Are the gens the same make and model? If they're not, and they're different pitches, it's very difficult to make them work together.

Rob


----------



## brian john (Mar 11, 2007)

micromind said:


> If there's too little droop in the regulators, they'll fight like that with little load.
> 
> Are the gens the same make and model? If they're not, and they're different pitches, it's very difficult to make them work together.
> 
> Rob


Was on a job where a salesman sold a customer a 3rd unit to match two existing parallel units, with a different pitch after 1.5 years of trying his firm ate the cost of replacing the rear end of the prime mover


----------



## RyanCookston7788 (May 29, 2010)

jchom said:


> Question to the Power Plant and Industrial Electricians : What would be the primary and secondary causes for rapid occillating load swapping (particularly under lower power demands) between two electrical connected service gererators? To remedy the situation the load (speed controls) of one gen is lowered or raised to transfer load predominatly to one unit. This will greatly increase the system stability and reduce surging in load and voltage immensely.
> 
> The gens are rated at 600 KW 900 Amps 450 Volts.
> 
> JOE C


 In order to hook a load up to a generator! You have to Set them both on the same KW Amps and Volts and then make sure they are set at the same speed so you can put out the right amount of electricity!


----------



## RyanCookston7788 (May 29, 2010)

brian john said:


> Are these units paralleled or stand alone units on separate ATS's.
> 
> Have you monitored current, voltage and harmonics? If paralleled are the units matched same generator? same voltage regulators and governors.

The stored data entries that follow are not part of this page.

use anyhow::{Context, Result};
use serde::{Deserialize, Serialize};
use std::path::{Path, PathBuf};
use thiserror::Error;

/// Configuration problems that abort the run before any repository is touched.
#[derive(Debug, Error, PartialEq, Eq)]
pub enum ConfigError {
    #[error("invalid repository selection: use \"*\", [\"*\"], a list of repository names, or a .csv filename")]
    InvalidSelection,

    #[error("CSV must contain a 'repository' column")]
    MissingRepositoryColumn,
}

/// Main configuration structure for repobridge
#[derive(Debug, Deserialize, Serialize, Clone)]
pub struct Config {
    /// Source workspace and repository selection
    pub bitbucket: BitbucketConfig,

    /// Destination organization
    pub github: GithubConfig,

    /// Local mirror cache settings
    #[serde(default)]
    pub mirror: MirrorConfig,

    /// Pull-request metadata export settings
    #[serde(default)]
    pub export: ExportConfig,
}

/// Bitbucket source configuration
#[derive(Debug, Deserialize, Serialize, Clone)]
pub struct BitbucketConfig {
    /// Workspace the repositories are migrated out of
    pub workspace: String,

    /// Which repositories to migrate: `"*"`, `["*"]`, a list of names,
    /// or a CSV filename with a `repository` column
    pub repositories: SelectionSpec,
}

/// GitHub destination configuration
#[derive(Debug, Deserialize, Serialize, Clone)]
pub struct GithubConfig {
    /// Organization the repositories are created under
    pub organization: String,
}

/// Local mirror cache configuration
#[derive(Debug, Deserialize, Serialize, Clone)]
pub struct MirrorConfig {
    /// Directory holding one bare mirror clone per repository
    #[serde(default = "default_mirror_root")]
    pub root: String,
}

/// Pull-request export configuration
#[derive(Debug, Deserialize, Serialize, Clone)]
pub struct ExportConfig {
    /// Export pull-request metadata after each repository sync
    #[serde(default)]
    pub pull_requests: bool,

    /// Directory the per-repository JSON records are written to
    #[serde(default = "default_export_dir")]
    pub dir: String,
}

/// Raw YAML shape of the repository selection.
///
/// The config file accepts either a bare string or a list; [`classify`]
/// turns this into a tagged [`RepoSelection`] exactly once at the boundary.
///
/// [`classify`]: SelectionSpec::classify
#[derive(Debug, Deserialize, Serialize, Clone, PartialEq, Eq)]
#[serde(untagged)]
pub enum SelectionSpec {
    One(String),
    Many(Vec<String>),
}

/// Which repositories a run migrates.
#[derive(Debug, Clone, PartialEq, Eq)]
pub enum RepoSelection {
    /// Every repository in the source workspace
    AllRemote,
    /// Names listed directly in the config
    Explicit(Vec<String>),
    /// Names read from the `repository` column of a CSV file
    CsvFile(PathBuf),
}

impl SelectionSpec {
    /// Classifies the raw config shape into a [`RepoSelection`].
    ///
    /// The wildcard marker is recognized both bare (`"*"`) and as a
    /// single-element list (`["*"]`). A list mixing the wildcard with real
    /// names is rejected.
    pub fn classify(&self) -> Result<RepoSelection, ConfigError> {
        match self {
            SelectionSpec::One(s) if s == "*" => Ok(RepoSelection::AllRemote),
            SelectionSpec::One(s) if s.ends_with(".csv") => {
                Ok(RepoSelection::CsvFile(PathBuf::from(s)))
            }
            SelectionSpec::Many(items) if items.len() == 1 && items[0] == "*" => {
                Ok(RepoSelection::AllRemote)
            }
            SelectionSpec::Many(items)
                if !items.is_empty() && !items.iter().any(|item| item == "*") =>
            {
                Ok(RepoSelection::Explicit(items.clone()))
            }
            _ => Err(ConfigError::InvalidSelection),
        }
    }
}

/// Credentials for both hosting services, held in memory for the run only.
#[derive(Debug, Deserialize, Clone)]
pub struct Secrets {
    pub bitbucket: HostCredentials,
    pub github: HostCredentials,
}

/// Credentials for one hosting service
#[derive(Debug, Deserialize, Clone)]
pub struct HostCredentials {
    pub username: String,
    pub email: String,
    pub access_token: String,
}

// Default value functions
fn default_mirror_root() -> String {
    "~/bb_mirrors".to_string()
}

fn default_export_dir() -> String {
    "pull_requests".to_string()
}

impl Default for MirrorConfig {
    fn default() -> Self {
        Self {
            root: default_mirror_root(),
        }
    }
}

impl Default for ExportConfig {
    fn default() -> Self {
        Self {
            pull_requests: false,
            dir: default_export_dir(),
        }
    }
}

impl Config {
    /// Load configuration from a YAML file
    pub fn load(path: &Path) -> Result<Self> {
        let content = std::fs::read_to_string(path)
            .with_context(|| format!("Failed to read config file: {:?}", path))?;

        let config: Config = serde_yaml::from_str(&content)
            .with_context(|| format!("Failed to parse config file: {:?}", path))?;

        Ok(config)
    }

    /// Mirror cache root with `~` and environment variables expanded
    pub fn mirror_root(&self) -> Result<PathBuf> {
        let expanded =
            shellexpand::full(&self.mirror.root).context("Failed to expand mirror root path")?;
        Ok(PathBuf::from(expanded.as_ref()))
    }

    /// Pull-request export directory with `~` and environment variables expanded
    pub fn export_dir(&self) -> Result<PathBuf> {
        let expanded =
            shellexpand::full(&self.export.dir).context("Failed to expand export directory path")?;
        Ok(PathBuf::from(expanded.as_ref()))
    }
}

impl Secrets {
    /// Load credentials from a YAML file
    pub fn load(path: &Path) -> Result<Self> {
        let content = std::fs::read_to_string(path)
            .with_context(|| format!("Failed to read secrets file: {:?}", path))?;

        let secrets: Secrets = serde_yaml::from_str(&content)
            .with_context(|| format!("Failed to parse secrets file: {:?}", path))?;

        Ok(secrets)
    }
}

In order to parallel you have to set both generators on the same speen and turn the voltage and amp to the same speed and make sure the green light is on in order for them to work correctly.


----------



## John (Jan 22, 2007)

jchom said:


> Question to the Power Plant and Industrial Electricians : What would be the primary and secondary causes for rapid occillating load swapping (particularly under lower power demands) between two electrical connected service gererators? To remedy the situation the load (speed controls) of one gen is lowered or raised to transfer load predominatly to one unit. This will greatly increase the system stability and reduce surging in load and voltage immensely.
> 
> The gens are rated at 600 KW 900 Amps 450 Volts.
> 
> JOE C


Sounds like the governors of one or both are not working correctly or they are going back and forth, Lead and lag. 
When they are connected together increasing the speed of one will cause that generator to lead more than the other and it will pick up more of the load. Just like dancing ....someone needs to lead. :whistling2:

I have seen 2 cycle (350 rpm) diesels in parallel with 4 cycle (1500 rpm) diesels and they run fine...it's just that one of them needs to be the lead generator.


----------